Yankee Tank Completed.

HR Yankee Tank, Drummond II livery

Highland Railway 4-4-0T Yankee Tank complete except for the crew who are still gestating on my desk and in a very unfinished state as yet. Most of the bright work was masked off before I air brushed the engine with Precision Paints P727 HR Dark Green (1885-1912) though I added a little gloss to the "Dull" finish of the paint and darkened it slightly with a touch of black. The black of the chimney, smokebox and footplate is Revell SM301 a semi-matt black, which I sprayed on after appropriate masking up. There was a good deal of cleaning up, scraping off and painting by hand to do before the engine looked smart. Transfers are methfix from Guilplates as are the number and builder's plates. The little red lamp on the smokebox front came from Laurie Griffin, unfortunately he doesn't produce a dual aspect one for the roof, however I'm working on this myself. The jauntily posed workman with his shovel is one of my own "Heroes of the Footplate" figures.

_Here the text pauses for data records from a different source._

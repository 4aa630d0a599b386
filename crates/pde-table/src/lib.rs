//! Value-typed 2-D [`Table`], its 1-D analogue [`List`], and the
//! deferred-mutation [`Buffer`] facade used for bulk mesh construction.
//!
//! The buffer's flush algorithm must reproduce exactly which array row each
//! buffered row ends up in, in insertion order, with earliest-removed array
//! rows refilled first.

use thiserror::Error;

#[derive(Debug, Error, PartialEq, Eq)]
pub enum TableError {
    #[error("row has {got} values, table has {expected} columns")]
    BadRowWidth { expected: usize, got: usize },
    #[error("row_size can only be changed on an empty table, or to the same value (table has {size} rows, {old} -> {new} columns)")]
    IllegalRowSizeChange { size: usize, old: usize, new: usize },
    #[error("row index {index} out of bounds (table has {size} rows)")]
    OutOfBounds { index: usize, size: usize },
    #[error("buffer was created against a table of size {expected}, but the table now has {actual} rows")]
    StaleBuffer { expected: usize, actual: usize },
}

/// Row-major, fixed-column-count 2-D table.
#[derive(Debug, Clone)]
pub struct Table<T> {
    data: Vec<T>,
    row_size: usize,
}

impl<T: Clone + Default> Default for Table<T> {
    fn default() -> Self {
        Self::new()
    }
}

impl<T: Clone + Default> Table<T> {
    pub fn new() -> Self {
        Self { data: Vec::new(), row_size: 0 }
    }

    pub fn with_row_size(row_size: usize) -> Self {
        Self { data: Vec::new(), row_size }
    }

    pub fn row_size(&self) -> usize {
        self.row_size
    }

    pub fn size(&self) -> usize {
        if self.row_size == 0 { 0 } else { self.data.len() / self.row_size }
    }

    pub fn is_empty(&self) -> bool {
        self.size() == 0
    }

    /// Legal only when the table is empty, or when `cols` equals the current
    /// row size (a no-op in that case).
    pub fn set_row_size(&mut self, cols: usize) -> Result<(), TableError> {
        if self.size() == 0 {
            self.row_size = cols;
            self.data.clear();
            Ok(())
        } else if cols == self.row_size {
            Ok(())
        } else {
            Err(TableError::IllegalRowSizeChange { size: self.size(), old: self.row_size, new: cols })
        }
    }

    /// Preserves existing data when growing; discards trailing rows when shrinking.
    pub fn resize(&mut self, rows: usize) {
        self.data.resize(rows * self.row_size, T::default());
    }

    pub fn get_row(&self, index: usize) -> Result<&[T], TableError> {
        let size = self.size();
        if index >= size {
            return Err(TableError::OutOfBounds { index, size });
        }
        let start = index * self.row_size;
        Ok(&self.data[start..start + self.row_size])
    }

    pub fn get_row_mut(&mut self, index: usize) -> Result<&mut [T], TableError> {
        let size = self.size();
        if index >= size {
            return Err(TableError::OutOfBounds { index, size });
        }
        let row_size = self.row_size;
        let start = index * row_size;
        Ok(&mut self.data[start..start + row_size])
    }

    pub fn set_row(&mut self, index: usize, row: &[T]) -> Result<(), TableError> {
        if row.len() != self.row_size {
            return Err(TableError::BadRowWidth { expected: self.row_size, got: row.len() });
        }
        let slot = self.get_row_mut(index)?;
        slot.clone_from_slice(row);
        Ok(())
    }

    pub fn rows(&self) -> impl Iterator<Item = &[T]> {
        self.data.chunks(self.row_size.max(1)).take(self.size())
    }

    /// Starts a deferred-mutation buffer anchored to the table's current size.
    pub fn create_buffer(&self, block_size: usize) -> Buffer<T> {
        Buffer::new(self.row_size, self.size(), block_size)
    }
}

/// 1-D analogue of [`Table`].
#[derive(Debug, Clone, Default)]
pub struct List<T>(Vec<T>);

impl<T: Clone + Default> List<T> {
    pub fn new() -> Self {
        Self(Vec::new())
    }

    pub fn size(&self) -> usize {
        self.0.len()
    }

    pub fn resize(&mut self, n: usize) {
        self.0.resize(n, T::default());
    }

    pub fn get(&self, index: usize) -> Option<&T> {
        self.0.get(index)
    }

    pub fn get_mut(&mut self, index: usize) -> Option<&mut T> {
        self.0.get_mut(index)
    }

    pub fn push(&mut self, value: T) -> usize {
        self.0.push(value);
        self.0.len() - 1
    }

    pub fn as_slice(&self) -> &[T] {
        &self.0
    }

    pub fn as_mut_slice(&mut self) -> &mut [T] {
        &mut self.0
    }
}

struct BufferBlock<T> {
    rows: Vec<T>,
    row_size: usize,
    is_not_empty: Vec<bool>,
}

impl<T: Clone + Default> BufferBlock<T> {
    fn new(row_size: usize, capacity: usize) -> Self {
        Self {
            rows: vec![T::default(); row_size * capacity],
            row_size,
            is_not_empty: vec![false; capacity],
        }
    }

    fn capacity(&self) -> usize {
        self.is_not_empty.len()
    }

    fn row(&self, idx: usize) -> &[T] {
        let start = idx * self.row_size;
        &self.rows[start..start + self.row_size]
    }

    fn set_row(&mut self, idx: usize, row: &[T]) {
        let start = idx * self.row_size;
        self.rows[start..start + self.row_size].clone_from_slice(row);
        self.is_not_empty[idx] = true;
    }
}

/// Deferred-mutation facade over a [`Table`]. Records `add_row`/`add_empty_row`/
/// `rm_row` and coalesces them into the table only on [`Buffer::flush`].
pub struct Buffer<T> {
    row_size: usize,
    array_size: usize,
    block_size: usize,
    blocks: Vec<BufferBlock<T>>,
    empty_array_rows: std::collections::VecDeque<usize>,
    empty_buffer_rows: std::collections::VecDeque<usize>,
    /// Buffer rows never written via add_row/add_empty_row (reserved capacity
    /// in the last, partially-filled block) also count as empty on flush.
    next_buffer_row: usize,
}

impl<T: Clone + Default> Buffer<T> {
    fn new(row_size: usize, array_size: usize, block_size: usize) -> Self {
        Self {
            row_size,
            array_size,
            block_size: block_size.max(1),
            blocks: Vec::new(),
            empty_array_rows: Default::default(),
            empty_buffer_rows: Default::default(),
            next_buffer_row: 0,
        }
    }

    fn ensure_capacity(&mut self) -> usize {
        if let Some(idx) = self.empty_buffer_rows.pop_front() {
            return idx;
        }
        let total_capacity: usize = self.blocks.iter().map(|b| b.capacity()).sum();
        if self.next_buffer_row >= total_capacity {
            self.blocks.push(BufferBlock::new(self.row_size, self.block_size));
        }
        let idx = self.next_buffer_row;
        self.next_buffer_row += 1;
        idx
    }

    fn block_and_local(&self, buffer_idx: usize) -> (usize, usize) {
        let mut remaining = buffer_idx;
        for (b, block) in self.blocks.iter().enumerate() {
            if remaining < block.capacity() {
                return (b, remaining);
            }
            remaining -= block.capacity();
        }
        unreachable!("buffer index out of range of allocated blocks")
    }

    /// Appends `row`; returns the virtual index (array size + buffered rows before it).
    pub fn add_row(&mut self, row: &[T]) -> Result<usize, TableError> {
        if row.len() != self.row_size {
            return Err(TableError::BadRowWidth { expected: self.row_size, got: row.len() });
        }
        let buffer_idx = self.ensure_capacity();
        let (b, local) = self.block_and_local(buffer_idx);
        self.blocks[b].set_row(local, row);
        Ok(self.array_size + buffer_idx)
    }

    pub fn add_empty_row(&mut self) -> usize {
        let buffer_idx = self.ensure_capacity();
        let (b, local) = self.block_and_local(buffer_idx);
        let default_row = vec![T::default(); self.row_size];
        self.blocks[b].set_row(local, &default_row);
        self.array_size + buffer_idx
    }

    /// Marks `array_idx` (a virtual index into array+buffer) as empty.
    pub fn rm_row(&mut self, array_idx: usize) {
        if array_idx < self.array_size {
            self.empty_array_rows.push_back(array_idx);
        } else {
            let buffer_idx = array_idx - self.array_size;
            let (b, local) = self.block_and_local(buffer_idx);
            self.blocks[b].is_not_empty[local] = false;
            self.empty_buffer_rows.push_back(buffer_idx);
        }
    }

    /// Coalesces buffered mutations into `table`. `table` must have the size
    /// the buffer was created against.
    pub fn flush(&mut self, table: &mut Table<T>) -> Result<(), TableError> {
        if table.size() != self.array_size {
            return Err(TableError::StaleBuffer { expected: self.array_size, actual: table.size() });
        }

        let new_size =
            self.array_size + self.next_buffer_row - self.empty_array_rows.len() - self.empty_buffer_rows.len();

        let buffered_rows: Vec<(bool, Vec<T>)> = self
            .blocks
            .iter()
            .flat_map(|block| {
                (0..block.capacity()).map(move |i| (block.is_not_empty[i], block.row(i).to_vec()))
            })
            .take(self.next_buffer_row)
            .collect();

        if new_size > self.array_size {
            table.resize(new_size);
            let mut growth_idx = self.array_size;
            for (is_live, row) in &buffered_rows {
                if !*is_live {
                    continue;
                }
                if let Some(empty_idx) = self.empty_array_rows.pop_front() {
                    table.set_row(empty_idx, row)?;
                } else {
                    table.set_row(growth_idx, row)?;
                    growth_idx += 1;
                }
            }
        } else {
            for (is_live, row) in &buffered_rows {
                if !*is_live {
                    continue;
                }
                let empty_idx = self
                    .empty_array_rows
                    .pop_front()
                    .expect("flush: more live buffered rows than array rows marked empty");
                table.set_row(empty_idx, row)?;
            }

            // Remaining empty prefix rows get swapped with filled rows from
            // the tail that's about to be truncated away.
            let mut full_row_idx = new_size;
            let remaining: Vec<usize> = self.empty_array_rows.iter().copied().collect();
            for empty_idx in remaining {
                if empty_idx >= new_size {
                    continue;
                }
                while full_row_idx < self.array_size
                    && self.empty_array_rows.contains(&full_row_idx)
                {
                    full_row_idx += 1;
                }
                assert!(
                    full_row_idx < self.array_size,
                    "buffer flush: not enough filled tail rows to swap into the live prefix"
                );
                let filler = table.get_row(full_row_idx)?.to_vec();
                table.set_row(empty_idx, &filler)?;
                full_row_idx += 1;
            }
            table.resize(new_size);
        }

        self.blocks.clear();
        self.empty_array_rows.clear();
        self.empty_buffer_rows.clear();
        self.next_buffer_row = 0;
        tracing::trace!(new_size, "buffer flushed");
        self.array_size = table.size();
        Ok(())
    }
}

#[cfg(test)]
mod tests {
    use super::*;

    /// Grow/shrink scenario: added rows fill removed slots before the
    /// backing array grows, and the array shrinks once trailing rows free up.
    #[test]
    fn buffer_flush_grow_refills_removed_row_then_appends() {
        let mut t: Table<i32> = Table::with_row_size(2);
        t.resize(3);
        t.set_row(0, &[1, 1]).unwrap();
        t.set_row(1, &[2, 2]).unwrap();
        t.set_row(2, &[3, 3]).unwrap();

        let mut b = t.create_buffer(8);
        b.rm_row(1);
        b.add_row(&[4, 4]).unwrap();
        b.add_row(&[5, 5]).unwrap();
        b.flush(&mut t).unwrap();

        assert_eq!(t.size(), 4);
        assert_eq!(t.get_row(0).unwrap(), &[1, 1]);
        assert_eq!(t.get_row(1).unwrap(), &[4, 4]);
        assert_eq!(t.get_row(2).unwrap(), &[3, 3]);
        assert_eq!(t.get_row(3).unwrap(), &[5, 5]);
    }

    #[test]
    fn buffer_flush_can_shrink_the_table() {
        let mut t: Table<i32> = Table::with_row_size(1);
        t.resize(4);
        for i in 0..4 {
            t.set_row(i, &[i as i32]).unwrap();
        }

        let mut b = t.create_buffer(4);
        b.rm_row(0);
        b.rm_row(1);
        b.rm_row(2);
        b.flush(&mut t).unwrap();

        assert_eq!(t.size(), 1);
        assert_eq!(t.get_row(0).unwrap(), &[3]);
    }

    #[test]
    fn add_empty_row_uses_default_values() {
        let t: Table<i32> = Table::with_row_size(2);
        let mut b = t.create_buffer(4);
        let idx = b.add_empty_row();
        assert_eq!(idx, 0);
        let mut table = t;
        b.flush(&mut table).unwrap();
        assert_eq!(table.get_row(0).unwrap(), &[0, 0]);
    }

    #[test]
    fn set_row_size_rejects_change_on_nonempty_table() {
        let mut t: Table<i32> = Table::with_row_size(2);
        t.resize(1);
        assert!(t.set_row_size(3).is_err());
        assert!(t.set_row_size(2).is_ok());
    }

    #[test]
    fn list_resize_preserves_existing_values() {
        let mut l: List<f64> = List::new();
        l.resize(3);
        *l.get_mut(0).unwrap() = 1.0;
        l.resize(5);
        assert_eq!(*l.get(0).unwrap(), 1.0);
        assert_eq!(l.size(), 5);
    }
}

HR54 in Drummond II livery c.1914



 
HR 54 began life as HR14 in 1893 and was one of the later batch of three engines of this class, built entirely to HR specifications. The engine acquired the name "Portressie" in 1901, after that branch of the HR on which she worked in her early days. In 1900 the engine was renumbered HR54 becoming ultimately 15017 in LMS days and in who's ownership she lasted in service until 1927. My model depicts the engine in Drummond II livery, clean and well kept by her crew, in the days before the First World War.


HR54 Cab Interior

The cab detail is to some extent conjectural or an informed reconstruction. The cab seems from the outside to be very generously proportioned, however when you subtract the coal space at the rear and the overscale side tanks the space for the crew to work in diminishes alarmingly. The side tanks are wider inside the cab than outside because of the need to house the rear driving wheels, the backhead takes up more of the space and so does the reversing lever; because of the constricted space my choice of pose for the crew is restricted too, a fireman in shovelling mode just wouldn't fit. I'm having to design a slim-line crew. I can't help feeling that the tops of the inner side tanks are rather bare, this of course reflects the lack of information on the Yankee Tank's interior. When compared to the busy cab of my Coal Tank (see below), an engine of similar vintage to the Yankee Tank, the latter's cab is Spartan indeed.